Re: Best practices for replacing UTF-8 overlongs

From: Richard Wordingham <richard.wordingham_at_ntlworld.com>
Date: Tue, 20 Dec 2016 00:43:15 +0000

On Mon, 19 Dec 2016 16:04:06 -0700
Karl Williamson <public_at_khwilliamson.com> wrote:

> What are the advantages to replacing them by multiple characters

Presumably it just provides more pain for those who code using UTF-8 as
opposed to UTF-16, just like the *former* requirements to be able to be
able to search for lone surrogates (Unicode Regular Expressions RL1.7)
or give lone surrogates a specific position in DUCET collation (UCA
Conformance test - automatic test failure if working in UTF-8!). Moving
one 'character' backwards through a purported UTF-8 string gets so much
more interesting when one backs into E0 80 BF.

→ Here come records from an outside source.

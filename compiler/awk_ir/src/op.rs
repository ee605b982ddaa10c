//! Operator catalog.
//!
//! Every operator carries a fixed arity, fixity, precedence and
//! associativity. The evaluator's shunting-yard relies on these alone to
//! rebuild structure from a flat term list.

use std::fmt;

/// Associativity, used when two operators share a precedence.
#[derive(Copy, Clone, Debug, PartialEq, Eq)]
pub enum Assoc {
    LeftToRight,
    RightToLeft,
}

#[derive(Copy, Clone, Debug, PartialEq, Eq)]
pub enum Arity {
    Unary,
    Binary,
    Ternary,
}

/// Where the operator sits relative to its operand(s).
#[derive(Copy, Clone, Debug, PartialEq, Eq)]
pub enum Fixity {
    Prefix,
    Postfix,
    Infix,
}

/// Operators.
#[derive(Copy, Clone, Debug, PartialEq, Eq, Hash)]
pub enum Op {
    // Assignment family
    Assign,
    AddAssign,
    SubAssign,
    MulAssign,
    DivAssign,
    ModAssign,
    PowAssign,

    // Ternary halves
    Question,
    Colon,

    Or,
    And,
    In,
    Match,
    NotMatch,

    // Relational
    Less,
    LessEq,
    Equal,
    NotEqual,
    GreaterEq,
    Greater,

    /// Implicit string concatenation.
    Concat,

    Add,
    Sub,
    Mul,
    Div,
    Mod,

    // Unary
    Plus,
    Neg,
    Not,

    Pow,

    PreIncr,
    PreDecr,
    PostIncr,
    PostDecr,

    /// `$`: field reference.
    Field,
}

impl Op {
    /// Binding strength, 1 (loosest) to 15 (tightest).
    pub fn precedence(self) -> u8 {
        match self {
            Op::Assign
            | Op::AddAssign
            | Op::SubAssign
            | Op::MulAssign
            | Op::DivAssign
            | Op::ModAssign
            | Op::PowAssign => 1,
            Op::Question | Op::Colon => 2,
            Op::Or => 3,
            Op::And => 4,
            Op::In => 5,
            Op::Match | Op::NotMatch => 6,
            Op::Less | Op::LessEq | Op::Equal | Op::NotEqual | Op::GreaterEq | Op::Greater => 7,
            Op::Concat => 8,
            Op::Add | Op::Sub => 9,
            Op::Mul | Op::Div | Op::Mod => 10,
            Op::Plus | Op::Neg => 11,
            Op::Not => 12,
            Op::Pow => 13,
            Op::PreIncr | Op::PreDecr | Op::PostIncr | Op::PostDecr => 14,
            Op::Field => 15,
        }
    }

    pub fn assoc(self) -> Assoc {
        match self {
            Op::Assign
            | Op::AddAssign
            | Op::SubAssign
            | Op::MulAssign
            | Op::DivAssign
            | Op::ModAssign
            | Op::PowAssign
            | Op::Question
            | Op::Pow => Assoc::RightToLeft,
            _ => Assoc::LeftToRight,
        }
    }

    pub fn arity(self) -> Arity {
        match self {
            Op::Question | Op::Colon => Arity::Ternary,
            Op::Plus
            | Op::Neg
            | Op::Not
            | Op::PreIncr
            | Op::PreDecr
            | Op::PostIncr
            | Op::PostDecr
            | Op::Field => Arity::Unary,
            _ => Arity::Binary,
        }
    }

    pub fn fixity(self) -> Fixity {
        match self {
            Op::Plus | Op::Neg | Op::Not | Op::PreIncr | Op::PreDecr | Op::Field => Fixity::Prefix,
            Op::PostIncr | Op::PostDecr => Fixity::Postfix,
            _ => Fixity::Infix,
        }
    }

    #[inline]
    pub fn is_prefix(self) -> bool {
        self.fixity() == Fixity::Prefix
    }

    #[inline]
    pub fn is_postfix(self) -> bool {
        self.fixity() == Fixity::Postfix
    }

    pub fn is_assignment(self) -> bool {
        self.precedence() == 1
    }

    /// Whether a pending `self` must be reduced before `incoming` is pushed.
    pub fn binds_tighter_than(self, incoming: Op) -> bool {
        let (mine, theirs) = (self.precedence(), incoming.precedence());
        mine > theirs || (mine == theirs && incoming.assoc() == Assoc::LeftToRight)
    }

    /// Source spelling. Concatenation has none.
    pub fn symbol(self) -> &'static str {
        match self {
            Op::Assign => "=",
            Op::AddAssign => "+=",
            Op::SubAssign => "-=",
            Op::MulAssign => "*=",
            Op::DivAssign => "/=",
            Op::ModAssign => "%=",
            Op::PowAssign => "^=",
            Op::Question => "?",
            Op::Colon => ":",
            Op::Or => "||",
            Op::And => "&&",
            Op::In => "in",
            Op::Match => "~",
            Op::NotMatch => "!~",
            Op::Less => "<",
            Op::LessEq => "<=",
            Op::Equal => "==",
            Op::NotEqual => "!=",
            Op::GreaterEq => ">=",
            Op::Greater => ">",
            Op::Concat => "",
            Op::Add | Op::Plus => "+",
            Op::Sub | Op::Neg => "-",
            Op::Mul => "*",
            Op::Div => "/",
            Op::Mod => "%",
            Op::Not => "!",
            Op::Pow => "^",
            Op::PreIncr | Op::PostIncr => "++",
            Op::PreDecr | Op::PostDecr => "--",
            Op::Field => "$",
        }
    }
}

impl fmt::Display for Op {
    fn fmt(&self, f: &mut fmt::Formatter<'_>) -> fmt::Result {
        match self {
            Op::Concat => f.write_str("<concat>"),
            op => f.write_str(op.symbol()),
        }
    }
}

It also makes it harder to bend UTF-8 to allow U+0000 in C strings.
One trick for making essentially UTF-8 programs non-compliant is to have
test strings with embedded nulls. One solution that has been used is to
allow C0 80 to represent U+0000 in a null-terminated string.

Of course, this problem goes away if C0 is used to introduce
replacements for the formerly useful non-characters. :-)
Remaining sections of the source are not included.